I can't actually recall where I've seen someone else say that e.g. "An algebraic proof is a series of steps that you can tell are locally licensed because they maintain balanced weights", but it seems like an obvious direct specialization of "syntactic implication should preserve semantic implication" (which is definitely standard). Similarly, I haven't seen the illustration of "Where does this first go from a true equation to a false equation?" used as a way of teaching the underlying concept, but that's because I've never seen the difference between semantic and syntactic implication taught at all outside of one rare subfield of mathematics. (AAAAAAAAAAAAHHHH!)

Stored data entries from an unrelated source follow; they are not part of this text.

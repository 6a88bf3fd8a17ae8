//! Incremental recording of a live generation run.

use crate::core::Result;
use crate::frame::{BlockChange, DiffLog, FrameDiffer, GenerationFrame};
use crate::palette::{BlockCatalog, FullPalette, Rgb};
use super::model::{Recording, RecordingPaletteEntry};

/// Collects frames of one iteration and turns them into a [`Recording`].
#[derive(Default)]
pub struct RecordingBuilder {
    differ: FrameDiffer,
    /// Step count of the last recorded frame
    last_step: Option<u32>,
}

impl RecordingBuilder {
    pub fn new() -> Self {
        Self::default()
    }

    /// Diff and record a frame. Returns the changes it produced.
    pub fn push_frame(&mut self, frame: GenerationFrame) -> Result<&[BlockChange]> {
        let step = frame.step_count();
        let changes = self.differ.push_frame(frame)?;
        self.last_step = Some(step);
        Ok(changes)
    }

    /// Whether a frame with this step count was the last one recorded
    pub fn is_latest(&self, step_count: u32) -> bool {
        self.last_step == Some(step_count)
    }

    pub fn frame_count(&self) -> usize {
        self.differ.frame_count()
    }

    /// Close the change log and attach palette entries for every recorded
    /// symbol. `None` if nothing was recorded.
    pub fn finish<C: BlockCatalog + ?Sized>(self, palette: &FullPalette, catalog: &C) -> Option<Recording> {
        let diff = self.differ.finish()?;
        Some(build(diff, palette, catalog))
    }
}

/// Build a recording from a finished diff log.
///
/// Symbols unknown to `palette` are recorded as white cubes.
pub fn build<C: BlockCatalog + ?Sized>(diff: DiffLog, palette: &FullPalette, catalog: &C) -> Recording {
    let entries = diff
        .symbols
        .iter()
        .map(|&symbol| match palette.get(symbol) {
            Some(item) => RecordingPaletteEntry::from(item),
            None => {
                log::warn!("Symbol {:?} missing from palette, recording it as white", symbol);
                RecordingPaletteEntry {
                    symbol: Some(symbol),
                    color: Rgb::WHITE,
                    block: None,
                }
            }
        })
        .collect();

    if diff.faults > 0 {
        log::warn!("Recording closed with {} clamped persistence faults", diff.faults);
    }

    Recording::new(entries, diff.size, diff.frames, catalog)
}
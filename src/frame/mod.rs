//! Frame capture and diffing.
//!
//! Full grid snapshots go in, sparse per-cell changes with persistence come out.

pub mod frame;
pub mod change;
pub mod tracker;
pub mod differ;

pub use frame::GenerationFrame;
pub use change::{BlockChange, PERMANENT};
pub use tracker::ChangeTracker;
pub use differ::{DiffLog, FrameDiffer};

The idea that logic can't tell you anything with certainty about the physical universe, or that logic is only as sure as its premises, is very widely understood among Traditional Rationalists:

... as far as the laws of mathematics refer to reality, they are not certain; and as far as they are certain, they do not refer to reality.

--Albert Einstein

Comment author: Klao 31 October 2012 09:51:34PM 2 points [-]

In Hungary this (model theory and co.) is part of the standard curriculum for Mathematics BSc. Or at least was in my time.

Comment author: Klao 31 October 2012 09:44:47PM 7 points [-]

(Audiatur et altera pars is the impressive Latin name of the principle that you should clearly state your premises.)

That's not what I thought it means. My understanding was that it's something like: "all parties should be heard", and it's more of a legal thing...

http://en.wikipedia.org/wiki/Audi_alteram_partem

Comment author: Klao 19 November 2011 03:22:39PM 2 points [-]

I'm really itching to try this out! ;)

(Consider this as a word of encouragement. I'll to think about my predictions and will post them here if I come up with anything useful. But, in the time being I wanted to say at least this much.)

In response to Poker with Lennier
Comment author: Klao 16 November 2011 12:57:50AM 8 points [-]

Who is the intended audience for this?

If someone has a good grasp of Bayes, it's not that informative. (Though I liked the original idea and the story. :)) But, if one doesn't already understand the math behind this, then it's just a bunch of magic numbers, I am afraid. The second half of it for sure.

In response to Poker with Lennier
Comment author: Klao 16 November 2011 12:51:38AM 1 point [-]

The link to the "Hamlet" is broken. Not that it's hard to find, but you might still want to fix it.